### WORK REQUIRED
Copy each entry as it stands, leaving nothing out.

### Stored data
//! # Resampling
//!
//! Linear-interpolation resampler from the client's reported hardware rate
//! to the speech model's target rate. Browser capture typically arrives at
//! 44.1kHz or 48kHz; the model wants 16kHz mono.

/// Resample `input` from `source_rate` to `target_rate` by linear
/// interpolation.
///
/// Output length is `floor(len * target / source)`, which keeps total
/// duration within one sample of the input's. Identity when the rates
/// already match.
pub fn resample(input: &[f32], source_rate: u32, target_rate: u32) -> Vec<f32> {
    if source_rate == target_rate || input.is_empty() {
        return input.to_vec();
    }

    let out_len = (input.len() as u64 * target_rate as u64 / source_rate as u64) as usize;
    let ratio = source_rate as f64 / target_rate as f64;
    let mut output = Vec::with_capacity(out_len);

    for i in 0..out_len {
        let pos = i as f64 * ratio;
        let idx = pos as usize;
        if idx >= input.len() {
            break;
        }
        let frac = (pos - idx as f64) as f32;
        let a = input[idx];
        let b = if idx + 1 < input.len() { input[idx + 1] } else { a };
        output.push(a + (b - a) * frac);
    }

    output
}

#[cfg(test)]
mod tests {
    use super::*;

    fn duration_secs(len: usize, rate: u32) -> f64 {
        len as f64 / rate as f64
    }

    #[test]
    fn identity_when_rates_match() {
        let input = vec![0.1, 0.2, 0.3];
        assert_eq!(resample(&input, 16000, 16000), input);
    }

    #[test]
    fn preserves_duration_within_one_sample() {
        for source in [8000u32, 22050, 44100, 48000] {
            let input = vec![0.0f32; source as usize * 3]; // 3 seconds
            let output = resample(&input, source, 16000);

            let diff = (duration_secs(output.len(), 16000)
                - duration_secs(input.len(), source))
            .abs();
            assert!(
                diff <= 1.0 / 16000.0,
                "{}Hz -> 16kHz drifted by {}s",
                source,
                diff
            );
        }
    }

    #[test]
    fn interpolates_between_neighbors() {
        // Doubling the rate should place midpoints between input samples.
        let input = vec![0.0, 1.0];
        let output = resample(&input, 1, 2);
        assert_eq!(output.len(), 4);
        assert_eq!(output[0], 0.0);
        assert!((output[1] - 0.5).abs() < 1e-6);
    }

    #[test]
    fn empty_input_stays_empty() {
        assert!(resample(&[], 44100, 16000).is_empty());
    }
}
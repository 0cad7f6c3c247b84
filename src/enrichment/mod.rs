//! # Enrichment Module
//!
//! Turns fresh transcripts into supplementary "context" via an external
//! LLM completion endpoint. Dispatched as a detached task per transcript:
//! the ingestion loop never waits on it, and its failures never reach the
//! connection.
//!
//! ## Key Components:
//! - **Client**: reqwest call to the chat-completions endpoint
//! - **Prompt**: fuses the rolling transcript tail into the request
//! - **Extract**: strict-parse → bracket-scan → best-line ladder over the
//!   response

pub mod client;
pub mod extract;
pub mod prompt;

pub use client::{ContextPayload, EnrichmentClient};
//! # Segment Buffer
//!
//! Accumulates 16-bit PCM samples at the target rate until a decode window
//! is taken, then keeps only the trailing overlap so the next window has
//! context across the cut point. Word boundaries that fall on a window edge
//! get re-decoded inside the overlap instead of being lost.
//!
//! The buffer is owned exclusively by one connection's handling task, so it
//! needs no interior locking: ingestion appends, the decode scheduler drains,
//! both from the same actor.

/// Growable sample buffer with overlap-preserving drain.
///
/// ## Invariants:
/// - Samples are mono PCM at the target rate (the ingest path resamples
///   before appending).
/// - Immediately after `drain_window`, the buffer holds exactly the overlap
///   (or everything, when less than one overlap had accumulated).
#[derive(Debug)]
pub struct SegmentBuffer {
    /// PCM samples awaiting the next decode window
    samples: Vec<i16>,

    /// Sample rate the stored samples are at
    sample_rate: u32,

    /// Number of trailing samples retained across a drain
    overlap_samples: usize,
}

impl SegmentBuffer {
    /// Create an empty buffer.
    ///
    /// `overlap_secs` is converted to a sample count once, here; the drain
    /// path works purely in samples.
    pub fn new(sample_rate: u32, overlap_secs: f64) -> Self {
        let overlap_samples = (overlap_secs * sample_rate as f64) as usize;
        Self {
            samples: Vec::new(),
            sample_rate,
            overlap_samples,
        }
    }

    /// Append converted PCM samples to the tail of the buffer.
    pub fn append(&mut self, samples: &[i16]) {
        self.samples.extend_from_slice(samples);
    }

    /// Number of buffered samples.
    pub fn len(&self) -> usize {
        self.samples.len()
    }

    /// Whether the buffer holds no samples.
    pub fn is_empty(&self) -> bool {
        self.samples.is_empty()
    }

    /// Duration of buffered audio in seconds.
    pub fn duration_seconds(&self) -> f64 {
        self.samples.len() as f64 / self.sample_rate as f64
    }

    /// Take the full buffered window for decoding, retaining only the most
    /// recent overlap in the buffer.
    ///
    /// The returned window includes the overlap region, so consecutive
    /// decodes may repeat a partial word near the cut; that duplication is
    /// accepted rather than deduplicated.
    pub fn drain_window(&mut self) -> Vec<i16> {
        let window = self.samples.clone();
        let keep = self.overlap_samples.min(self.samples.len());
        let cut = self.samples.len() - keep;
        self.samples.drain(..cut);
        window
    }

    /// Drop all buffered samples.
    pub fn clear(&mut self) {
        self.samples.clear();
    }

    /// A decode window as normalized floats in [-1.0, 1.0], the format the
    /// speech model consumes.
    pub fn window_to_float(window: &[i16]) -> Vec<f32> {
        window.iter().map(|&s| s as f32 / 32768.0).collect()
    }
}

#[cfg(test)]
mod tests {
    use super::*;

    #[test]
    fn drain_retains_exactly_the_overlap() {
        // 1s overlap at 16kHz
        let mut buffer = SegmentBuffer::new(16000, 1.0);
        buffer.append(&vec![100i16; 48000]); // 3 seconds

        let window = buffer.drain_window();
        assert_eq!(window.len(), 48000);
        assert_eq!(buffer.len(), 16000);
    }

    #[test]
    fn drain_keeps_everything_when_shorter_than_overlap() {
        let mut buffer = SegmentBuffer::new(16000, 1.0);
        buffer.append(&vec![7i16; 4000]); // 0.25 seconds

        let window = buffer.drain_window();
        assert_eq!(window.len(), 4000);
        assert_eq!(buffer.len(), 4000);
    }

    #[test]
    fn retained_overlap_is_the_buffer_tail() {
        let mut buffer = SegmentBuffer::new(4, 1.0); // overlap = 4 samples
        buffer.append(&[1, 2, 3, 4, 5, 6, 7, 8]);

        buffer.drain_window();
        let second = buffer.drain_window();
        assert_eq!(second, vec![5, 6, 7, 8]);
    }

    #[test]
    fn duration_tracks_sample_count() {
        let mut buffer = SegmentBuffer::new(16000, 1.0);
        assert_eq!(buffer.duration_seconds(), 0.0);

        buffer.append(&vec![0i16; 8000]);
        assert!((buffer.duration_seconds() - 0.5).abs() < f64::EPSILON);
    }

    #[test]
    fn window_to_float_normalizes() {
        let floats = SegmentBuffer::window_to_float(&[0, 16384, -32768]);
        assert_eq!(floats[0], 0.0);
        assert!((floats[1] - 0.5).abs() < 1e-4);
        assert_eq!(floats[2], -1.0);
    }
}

### RESULT OF THIS TASK
//! # Resampling
//!
//! Linear-interpolation resampler from the client's reported hardware rate
//! to the speech model's target rate. Browser capture typically arrives at
//! 44.1kHz or 48kHz; the model wants 16kHz mono.

/// Resample `input` from `source_rate` to `target_rate` by linear
/// interpolation.
///
/// Output length is `floor(len * target / source)`, which keeps total
/// duration within one sample of the input's. Identity when the rates
/// already match.
pub fn resample(input: &[f32], source_rate: u32, target_rate: u32) -> Vec<f32> {
    if source_rate == target_rate || input.is_empty() {
        return input.to_vec();
    }

    let out_len = (input.len() as u64 * target_rate as u64 / source_rate as u64) as usize;
    let ratio = source_rate as f64 / target_rate as f64;
    let mut output = Vec::with_capacity(out_len);

    for i in 0..out_len {
        let pos = i as f64 * ratio;
        let idx = pos as usize;
        if idx >= input.len() {
            break;
        }
        let frac = (pos - idx as f64) as f32;
        let a = input[idx];
        let b = if idx + 1 < input.len() { input[idx + 1] } else { a };
        output.push(a + (b - a) * frac);
    }

    output
}

#[cfg(test)]
mod tests {
    use super::*;

    fn duration_secs(len: usize, rate: u32) -> f64 {
        len as f64 / rate as f64
    }

    #[test]
    fn identity_when_rates_match() {
        let input = vec![0.1, 0.2, 0.3];
        assert_eq!(resample(&input, 16000, 16000), input);
    }

    #[test]
    fn preserves_duration_within_one_sample() {
        for source in [8000u32, 22050, 44100, 48000] {
            let input = vec![0.0f32; source as usize * 3]; // 3 seconds
            let output = resample(&input, source, 16000);

            let diff = (duration_secs(output.len(), 16000)
                - duration_secs(input.len(), source))
            .abs();
            assert!(
                diff <= 1.0 / 16000.0,
                "{}Hz -> 16kHz drifted by {}s",
                source,
                diff
            );
        }
    }

    #[test]
    fn interpolates_between_neighbors() {
        // Doubling the rate should place midpoints between input samples.
        let input = vec![0.0, 1.0];
        let output = resample(&input, 1, 2);
        assert_eq!(output.len(), 4);
        assert_eq!(output[0], 0.0);
        assert!((output[1] - 0.5).abs() < 1e-6);
    }

    #[test]
    fn empty_input_stays_empty() {
        assert!(resample(&[], 44100, 16000).is_empty());
    }
}
repository 0cad7f6c3c247b84
filename src/enrichment/mod.rs
//! # Enrichment Module
//!
//! Turns fresh transcripts into supplementary "context" via an external
//! LLM completion endpoint. Dispatched as a detached task per transcript:
//! the ingestion loop never waits on it, and its failures never reach the
//! connection.
//!
//! ## Key Components:
//! - **Client**: reqwest call to the chat-completions endpoint
//! - **Prompt**: fuses the rolling transcript tail into the request
//! - **Extract**: strict-parse → bracket-scan → best-line ladder over the
//!   response

pub mod client;
pub mod extract;
pub mod prompt;

pub use client::{ContextPayload, EnrichmentClient};
//! # Segment Buffer
//!
//! Accumulates 16-bit PCM samples at the target rate until a decode window
//! is taken, then keeps only the trailing overlap so the next window has
//! context across the cut point. Word boundaries that fall on a window edge
//! get re-decoded inside the overlap instead of being lost.
//!
//! The buffer is owned exclusively by one connection's handling task, so it
//! needs no interior locking: ingestion appends, the decode scheduler drains,
//! both from the same actor.

/// Growable sample buffer with overlap-preserving drain.
///
/// ## Invariants:
/// - Samples are mono PCM at the target rate (the ingest path resamples
///   before appending).
/// - Immediately after `drain_window`, the buffer holds exactly the overlap
///   (or everything, when less than one overlap had accumulated).
#[derive(Debug)]
pub struct SegmentBuffer {
    /// PCM samples awaiting the next decode window
    samples: Vec<i16>,

    /// Sample rate the stored samples are at
    sample_rate: u32,

    /// Number of trailing samples retained across a drain
    overlap_samples: usize,
}

impl SegmentBuffer {
    /// Create an empty buffer.
    ///
    /// `overlap_secs` is converted to a sample count once, here; the drain
    /// path works purely in samples.
    pub fn new(sample_rate: u32, overlap_secs: f64) -> Self {
        let overlap_samples = (overlap_secs * sample_rate as f64) as usize;
        Self {
            samples: Vec::new(),
            sample_rate,
            overlap_samples,
        }
    }

    /// Append converted PCM samples to the tail of the buffer.
    pub fn append(&mut self, samples: &[i16]) {
        self.samples.extend_from_slice(samples);
    }

    /// Number of buffered samples.
    pub fn len(&self) -> usize {
        self.samples.len()
    }

    /// Whether the buffer holds no samples.
    pub fn is_empty(&self) -> bool {
        self.samples.is_empty()
    }

    /// Duration of buffered audio in seconds.
    pub fn duration_seconds(&self) -> f64 {
        self.samples.len() as f64 / self.sample_rate as f64
    }

    /// Take the full buffered window for decoding, retaining only the most
    /// recent overlap in the buffer.
    ///
    /// The returned window includes the overlap region, so consecutive
    /// decodes may repeat a partial word near the cut; that duplication is
    /// accepted rather than deduplicated.
    pub fn drain_window(&mut self) -> Vec<i16> {
        let window = self.samples.clone();
        let keep = self.overlap_samples.min(self.samples.len());
        let cut = self.samples.len() - keep;
        self.samples.drain(..cut);
        window
    }

    /// Drop all buffered samples.
    pub fn clear(&mut self) {
        self.samples.clear();
    }

    /// A decode window as normalized floats in [-1.0, 1.0], the format the
    /// speech model consumes.
    pub fn window_to_float(window: &[i16]) -> Vec<f32> {
        window.iter().map(|&s| s as f32 / 32768.0).collect()
    }
}

#[cfg(test)]
mod tests {
    use super::*;

    #[test]
    fn drain_retains_exactly_the_overlap() {
        // 1s overlap at 16kHz
        let mut buffer = SegmentBuffer::new(16000, 1.0);
        buffer.append(&vec![100i16; 48000]); // 3 seconds

        let window = buffer.drain_window();
        assert_eq!(window.len(), 48000);
        assert_eq!(buffer.len(), 16000);
    }

    #[test]
    fn drain_keeps_everything_when_shorter_than_overlap() {
        let mut buffer = SegmentBuffer::new(16000, 1.0);
        buffer.append(&vec![7i16; 4000]); // 0.25 seconds

        let window = buffer.drain_window();
        assert_eq!(window.len(), 4000);
        assert_eq!(buffer.len(), 4000);
    }

    #[test]
    fn retained_overlap_is_the_buffer_tail() {
        let mut buffer = SegmentBuffer::new(4, 1.0); // overlap = 4 samples
        buffer.append(&[1, 2, 3, 4, 5, 6, 7, 8]);

        buffer.drain_window();
        let second = buffer.drain_window();
        assert_eq!(second, vec![5, 6, 7, 8]);
    }

    #[test]
    fn duration_tracks_sample_count() {
        let mut buffer = SegmentBuffer::new(16000, 1.0);
        assert_eq!(buffer.duration_seconds(), 0.0);

        buffer.append(&vec![0i16; 8000]);
        assert!((buffer.duration_seconds() - 0.5).abs() < f64::EPSILON);
    }

    #[test]
    fn window_to_float_normalizes() {
        let floats = SegmentBuffer::window_to_float(&[0, 16384, -32768]);
        assert_eq!(floats[0], 0.0);
        assert!((floats[1] - 0.5).abs() < 1e-4);
        assert_eq!(floats[2], -1.0);
    }
}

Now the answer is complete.